GPU memory estimation given a network

gaoking132 · April 7, 2017, 12:59am

Hi,

I am dealing with 3D image data. The bottleneck of network design is both GPU and CPU memory.

I try to estimate the GPU memory needed for a given network architecture. However, it seems that my estimation is always much lower than what the network actually consumes. In the following example,

import torch.nn as nn
import torch
from torch.autograd import Variable

net = nn.Sequential(
    nn.Conv3d(1, 16, 5, 1, 2),
)
net.cuda()

input = torch.FloatTensor(1, 1, 64, 128, 128).cuda()
input = Variable(input)
out = net(input)

print(out.size())

The actual GPU memory consumed is 448 MB if I add a break point in the last line and use nvidia-smi to check the GPU memory consumption. However, if I calculated manually, my understanding is that
the total consumed GPU memory = GPU memory for parameters x 2 (one for value, one for gradient) + GPU memory for storing forward and backward responses.

So the manual calculation would be 4MB (for input) + 64 MB x 2 (for forward and backward) + << 1MB (for parameters). It is roughly 132 MB. There is still a big gap from 132 MB to 448 MB. I don’t know what I am missing. Any idea on how to manually calculate the GPU memory required for a network?

ngimel · April 7, 2017, 1:15am

Couple hundred MB are usually taken just by initializing cuda. Look at your memory consumption after

a=torch.cuda.FloatTensor(1)

, that would give you the framework overhead.

gaoking132 · April 7, 2017, 1:30am

Thank you for the suggestion.

I found that 273 MB was used for initialized CUDA on my side.

After running this script, the program consumes 277 MB, which matches well with my calculation 273MB + 4MB (for input).

net = nn.Conv3d(1, 16, 3, 1, 1)
net.cuda()

input = torch.FloatTensor(1, 1, 64, 128, 128).cuda()
input = Variable(input)
# out = net(input)

However, if I remove the comment of the last line, the program consumes 436 MB. There are 159 MB more memory consumed. However, if I calculate the size of output (16x64x128x128 x 4 bytes x 2) = 128 MB. There is still a not small gap there. Does anybody know why? Where are these additional memory consumed?

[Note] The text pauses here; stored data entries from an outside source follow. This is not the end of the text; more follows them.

//! # Cornacchia — Modified Cornacchia's Algorithm (C7)
//!
//! Solves `u² + |D|·v² = 4N` for a given negative discriminant `D` and
//! modulus `N`, used by ECPP to recover the `(u, v)` pair that determines the
//! curve-order candidates `m` in [`crate::ecpp::choose_m`]. Based on the
//! Cornacchia–Smith variant (Cohen, *A Course in Computational Algebraic
//! Number Theory*, Algorithm 1.5.2/1.5.3): find a square root of `D mod N`
//! with the right parity, run the Euclidean algorithm on `(2N, b)` down to
//! `b < 2√N`, then check whether the remainder yields a perfect square.

use crate::error::EResult;
use crate::modmath::{jacobi, sqrtmod};
use rug::Integer;

/// `(u, v)` with `u² + |D|·v² = 4N`, or `None` if no solution exists (`D` is
/// not a quadratic residue mod `N`, or the Euclidean remainder isn't a
/// perfect square). A `CompositeWitness` from `sqrtmod` propagates outward —
/// it means `N` wasn't actually prime.
pub fn cornacchia(d: &Integer, n: &Integer) -> EResult<Option<(Integer, Integer)>> {
    let abs_d = Integer::from(-d);
    if jacobi(d, n) != 1 {
        return Ok(None);
    }

    let d_mod_n = {
        let r = Integer::from(d % n);
        if r < 0 {
            r + n
        } else {
            r
        }
    };
    let mut b = sqrtmod(&d_mod_n, n)?;
    // Parity fixup: we need b ≡ D (mod 2); n is odd here so n - b flips parity.
    let d_parity = Integer::from(d.clone().abs() % 2u32);
    let b_parity = Integer::from(&b % 2u32);
    if b_parity != d_parity {
        b = Integer::from(n - &b);
    }

    let mut a = Integer::from(n * 2u32);
    let bound = {
        let four_n = Integer::from(n * 4u32);
        four_n.sqrt()
    };

    while b > bound {
        let t = Integer::from(&a % &b);
        a = b;
        b = t;
    }

    let four_n = Integer::from(n * 4u32);
    let b2 = Integer::from(&b * &b);
    if b2 > four_n {
        return Ok(None);
    }
    let c = Integer::from(&four_n - &b2);
    let (v2, rem) = c.div_rem(abs_d.clone());
    if rem != 0u32 {
        return Ok(None);
    }
    let v = v2.clone().sqrt();
    if Integer::from(&v * &v) != v2 {
        return Ok(None);
    }

    Ok(Some((b, v)))
}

jekbradbury · April 7, 2017, 1:50am

Most likely (IIRC) this is workspace used by the convolution kernel; the way PyTorch allocates memory it will continue to leave blocks marked as in use from the perspective of nvidia-smi even if it’s no longer using them internally. This is because CUDA’s malloc and free functions are quite slow, and it’s much more efficient to cache allocated blocks in a free list. When the device runs out of memory, PyTorch will call CUDA’s free function on all free blocks and the memory usage seen by nvidia-smi will fall.

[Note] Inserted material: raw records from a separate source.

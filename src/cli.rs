//! # CLI — Subcommand Implementations
//!
//! Thin translation layer between `clap`'s parsed arguments and the library
//! façade in `lib.rs`. Mirrors the teacher's `cli.rs`/`main.rs` split: `main.rs`
//! owns argument parsing and global setup (logging, rayon), this module owns
//! what each subcommand actually does.

use anyhow::{bail, Context as _, Result};
use ecpp_core::context::{EcppConfig, ProofContext};
use rug::Integer;
use tracing::info;

use crate::{Cli, Commands};

fn parse_n(s: &str) -> Result<Integer> {
    ecpp_core::parse_candidate(s).with_context(|| format!("invalid candidate {s:?}"))
}

fn config_from_cli(cli: &Cli) -> EcppConfig {
    EcppConfig {
        max_fac_stage: cli.max_fac_stage,
        mr_rounds: cli.mr_rounds,
        bls_max_bits: cli.bls_max_bits,
        large_discriminant_set: false,
    }
}

/// Builds a `ProofContext` from parsed CLI args, carrying the verbosity
/// counter through so the ECPP recursion's `tracing` calls respect `-v`.
fn context_from_cli(cli: &Cli) -> ProofContext {
    let mut ctx = ProofContext::with_seed(config_from_cli(cli), cli.seed);
    ctx.set_verbosity(cli.verbosity as u32);
    ctx
}

pub fn configure_rayon(threads: Option<usize>) {
    let num_threads = threads.unwrap_or(0);
    match rayon::ThreadPoolBuilder::new().num_threads(num_threads).build_global() {
        Ok(()) => info!(threads = num_threads, "rayon thread pool configured"),
        Err(e) => info!(error = %e, "rayon thread pool already configured, ignoring"),
    }
}

pub fn run_is_prob_prime(cli: &Cli, n: &str) -> Result<()> {
    let n = parse_n(n)?;
    let result = ecpp_core::is_prob_prime(&n)?;
    let _ = cli;
    match result {
        0 => println!("{n}: composite"),
        1 => println!("{n}: probable prime (BPSW)"),
        2 => println!("{n}: prime (BPSW deterministic, n < 2^64)"),
        _ => unreachable!(),
    }
    Ok(())
}

pub fn run_is_prime(cli: &Cli, n: &str) -> Result<()> {
    let n = parse_n(n)?;
    let mut ctx = context_from_cli(cli);
    let result = ecpp_core::is_prime(&n, &mut ctx)?;
    match result {
        0 => println!("{n}: composite"),
        1 => println!("{n}: probable prime"),
        2 => println!("{n}: prime"),
        _ => unreachable!(),
    }
    Ok(())
}

pub fn run_prove(cli: &Cli, n: &str, out: Option<&std::path::Path>) -> Result<()> {
    let n = parse_n(n)?;
    let mut ctx = context_from_cli(cli);
    let (result, proof) = ecpp_core::is_provable_prime(&n, true, &mut ctx)?;
    match result {
        0 => println!("{n}: composite"),
        1 => println!("{n}: probable prime (ECPP search did not complete within configured bounds)"),
        2 => {
            println!("{n}: prime");
            if let Some(text) = proof {
                match out {
                    Some(path) => {
                        std::fs::write(path, &text)
                            .with_context(|| format!("writing proof certificate to {}", path.display()))?;
                        info!(path = %path.display(), "proof certificate written");
                    }
                    None => print!("{text}"),
                }
            }
        }
        _ => unreachable!(),
    }
    Ok(())
}

pub fn run_verify_proof(path: &std::path::Path) -> Result<()> {
    let text = std::fs::read_to_string(path).with_context(|| format!("reading {}", path.display()))?;
    let lines = ecpp_core::certificate::parse(&text)?;
    if ecpp_core::certificate::verify(&lines) {
        println!("proof is valid: {} recursion level(s)", lines.len());
        Ok(())
    } else {
        bail!("proof verification failed")
    }
}

pub fn run_factor(cli: &Cli, n: &str) -> Result<()> {
    let n = parse_n(n)?;
    let mut ctx = context_from_cli(cli);
    let factors = ecpp_core::factor(&n, &mut ctx);
    let rendered: Vec<String> = factors.iter().map(|f| f.to_string()).collect();
    println!("{n} = {}", rendered.join(" * "));
    Ok(())
}
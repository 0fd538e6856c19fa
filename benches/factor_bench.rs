use criterion::{black_box, criterion_group, criterion_main, Criterion};
use ecpp_core::context::{EcppConfig, ProofContext};
use rug::Integer;

fn bench_has_small_factor_prime(c: &mut Criterion) {
    let n = Integer::from(1u32) << 127u32;
    let prime = n - 1u32;
    c.bench_function("has_small_factor(M127)", |b| {
        b.iter(|| ecpp_core::has_small_factor(black_box(&prime)));
    });
}

fn bench_mr_screened_composite(c: &mut Criterion) {
    let composite = Integer::from(561u32); // 3 * 11 * 17
    c.bench_function("mr_screened_test(561, 25)", |b| {
        b.iter(|| ecpp_core::mr_screened_test(black_box(&composite), black_box(25)));
    });
}

fn bench_pollard_rho_floyd(c: &mut Criterion) {
    // Product of two ~20-digit primes, well within Pollard rho's reach.
    let n = Integer::from_str_radix("1000000000000000000117000000000000000000031", 10).unwrap();
    c.bench_function("pollard_rho_floyd(41-digit semiprime)", |b| {
        b.iter(|| ecpp_core::factor::pollard_rho_floyd(black_box(&n), black_box(2_000_000), black_box(1)));
    });
}

fn bench_ecm_one_curve(c: &mut Criterion) {
    let n = Integer::from_str_radix("1000000000000000000117000000000000000000031", 10).unwrap();
    let mut ctx = ProofContext::with_seed(EcppConfig::default(), 99);
    c.bench_function("ecm_one_curve(41-digit semiprime)", |b| {
        b.iter(|| ecpp_core::ecm::ecm_one_curve(black_box(&n), black_box(2000), black_box(200_000), &mut ctx));
    });
}

fn bench_full_cascade_decomposition(c: &mut Criterion) {
    let n = Integer::from(6469693230u64); // 2*3*5*7*11*13*17*19*23*29*31
    let mut ctx = ProofContext::with_seed(EcppConfig::default(), 7);
    c.bench_function("factor(primorial_31#)", |b| {
        b.iter(|| ecpp_core::factor(black_box(&n), &mut ctx));
    });
}

criterion_group!(
    benches,
    bench_has_small_factor_prime,
    bench_mr_screened_composite,
    bench_pollard_rho_floyd,
    bench_ecm_one_curve,
    bench_full_cascade_decomposition,
);
criterion_main!(benches);
/// Shanks' SQUFOF, restricted to native-size `n` per spec's `64·m³ < n`
/// guard (multiplier `m` up to 480, so `n` must be representable in u64).
pub fn squfof(n: &Integer, rounds: u64) -> Option<Integer> {
    let n_u64 = n.to_u64()?;
    if n_u64 < 3 {
        return None;
    }
    const MULTIPLIERS: [u64; 16] = [
        1, 3, 5, 7, 11, 3 * 5, 3 * 7, 3 * 11, 5 * 7, 5 * 11, 7 * 11, 3 * 5 * 7, 3 * 5 * 11,
        3 * 7 * 11, 5 * 7 * 11, 3 * 5 * 7 * 11,
    ];
    for &m in &MULTIPLIERS {
        if 64u128 * (m as u128).pow(3) >= n_u64 as u128 {
            continue;
        }
        if let Some(f) = squfof_with_multiplier(n_u64, m, rounds) {
            if f > 1 && f < n_u64 {
                return Some(Integer::from(f));
            }
        }
    }
    None
}

fn squfof_with_multiplier(n: u64, k: u64, rounds: u64) -> Option<u64> {
    let kn = k.checked_mul(n)?;
    let mut p0 = isqrt_u64(kn);
    let mut q0: u64 = 1;
    let mut q1 = kn - p0 * p0;
    if q1 == 0 {
        return Some(isqrt_u64(n));
    }
    let mut found_square = None;

    for i in 0..rounds {
        let b = (p0 + isqrt_u64(kn)) / q1;
        let p1 = b * q1 - p0;
        let q2 = q0 + b * (p0 - p1);
        p0 = p1;
        q0 = q1;
        q1 = q2;
        if i % 2 == 1 {
            let s = isqrt_u64(q1);
            if s * s == q1 {
                found_square = Some((i, s));
                break;
            }
        }
    }

    let (_, s) = found_square?;
    let mut p0b = p0;
    let mut q0b = s;
    let b0 = (isqrt_u64(kn) - p0b) / q0b;
    p0b = b0 * q0b + p0b;
    let mut q1b = (kn - p0b * p0b) / q0b;

    for _ in 0..rounds {
        let b = (p0b + isqrt_u64(kn)) / q1b;
        let p1b = b * q1b - p0b;
        if p0b == p1b {
            let f = gcd_u64(n, p1b);
            if f > 1 && f < n {
                return Some(f);
            }
            break;
        }
        let q2b = q0b + b * (p0b - p1b);
        p0b = p1b;
        q0b = q1b;
        q1b = q2b;
    }
    None
}

fn gcd_u64(mut a: u64, mut b: u64) -> u64 {
    while b != 0 {
        let t = b;
        b = a % b;
        a = t;
    }
    a
}

/// A small cache of previously-discovered factors (bounded by `MAX_SFACS`),
/// tried as a fast divisibility pre-check before re-running the cascade.
pub struct SavedFactors {
    factors: Vec<Integer>,
    max: usize,
}

impl SavedFactors {
    pub fn new() -> Self {
        SavedFactors {
            factors: Vec::new(),
            max: 1000,
        }
    }

    pub fn record(&mut self, f: Integer) {
        if self.factors.len() < self.max && !self.factors.contains(&f) {
            self.factors.push(f);
        }
    }

    pub fn try_divide(&self, n: &Integer) -> Option<Integer> {
        self.factors.iter().find(|f| n.is_divisible(f)).cloned()
    }
}

impl Default for SavedFactors {
    fn default() -> Self {
        Self::new()
    }
}

/// Outcome of [`check_for_factor`]'s three-way contract (spec §4.5): a prime
/// factor above `fmin` (`Found`), a residual stripped of small factors but
/// still composite and above `fmin` (`Reduced`, retry at a higher stage), or
/// nothing useful this call (`None`).
#[derive(Clone, Debug, PartialEq, Eq)]
pub enum FactorOutcome {
    Found(Integer),
    Reduced(Integer),
    None,
}

/// `check_for_factor(m, fmin, stage, saved)`: the ECPP-facing entry point
/// (spec §4.5/§4.8) distinct from `factor`'s full-decomposition driver.
/// Strips small factors from `m` — recording anything below `fmin` in
/// `saved` for the next call's fast divisibility check — until either a
/// probable prime above `fmin` turns up (`Found`), `factor_once` can't make
/// any further progress this stage (`Reduced`, if some stripping already
/// happened, else `None`), or the residual itself drops to or below `fmin`
/// (`None`).
pub fn check_for_factor(
    m: &Integer,
    fmin: &Integer,
    stage: u32,
    saved: &mut SavedFactors,
    ctx: &mut ProofContext,
) -> EResult<FactorOutcome> {
    let mut residual = m.clone();
    let mut stripped_anything = false;

    loop {
        if residual <= *fmin {
            return Ok(FactorOutcome::None);
        }
        match is_prob_prime(&residual)? {
            BpswResult::Composite => {}
            _ => return Ok(FactorOutcome::Found(residual)),
        }

        let next = saved
            .try_divide(&residual)
            .map(|f| {
                let kind = classify(&f);
                (f, kind)
            })
            .or_else(|| factor_once(&residual, stage, ctx));
        match next {
            Some((f, _kind)) => {
                let cof = Integer::from(&residual / &f);
                let (small, large) = if f < cof { (f, cof) } else { (cof, f) };
                if small > 1u32 && &small < fmin {
                    saved.record(small);
                }
                residual = large;
                stripped_anything = true;
            }
            None => {
                return Ok(if stripped_anything {
                    FactorOutcome::Reduced(residual)
                } else {
                    FactorOutcome::None
                });
            }
        }
    }
}

/// Opaque placeholder for the SIMPQS rung of the escalation ladder (spec
/// §4.5's table, 30-90 digit N). Quadratic-sieve internals are out of scope
/// for this core (SPEC_FULL.md Non-goals); this stub exists so the ladder's
/// shape matches every method spec.md names rather than silently omitting
/// one.
#[derive(Clone, Copy, Debug, PartialEq, Eq)]
pub enum Method {
    Qs,
}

gaoking132 · April 7, 2017, 1:53am

Thanks for the detailed answer. So besides running a network and checking nvidia-smi, is there any other principled way to estimate the GPU memory usage without running the network?

jekbradbury · April 7, 2017, 2:03am

If you don’t use CUDNN, then likely yes (most operations won’t use any scratchpad space, and those that do will allocate a deterministic amount that you can find in the code). But CUDNN contains many different algorithms and implementations for each operation (conv, pool, RNN, etc) with different memory requirements, and which algorithm is chosen depends in a complicated way on the sizes of all the inputs and the values of CUDNN flags. The memory usage that you’ve computed is probably accurate if you don’t count the cached free blocks, so if you’re trying to fit a network in a particular device with a given amount of memory that may be all you need to do.

jacobkimmel · November 18, 2017, 8:41am

To any future readers:

I implemented a quick tool to automate memory size estimation based on the approach above.

As this discussion outlines, note that these size estimations are only theoretical estimates, with implementation details altering the exact model size in practice!

Hope someone finds it useful

alexgo · November 10, 2020, 11:12am

Thanks for this suggestion.
Any thoughts as to why this overhead might be a lot more than a couple hundred MB?
I checked this now exactly as you suggested with allocating a unit sized tensor, and in my case it seems to be 1229 [MB]! This is clearly too much.
I checked right before the allocation and it was close to zero, and just after allocating this unit tensor, it jumped to 1229 [MB].

I’m using Pytorch v1.7, Cuda 10.1 and Tesla V100 GPU.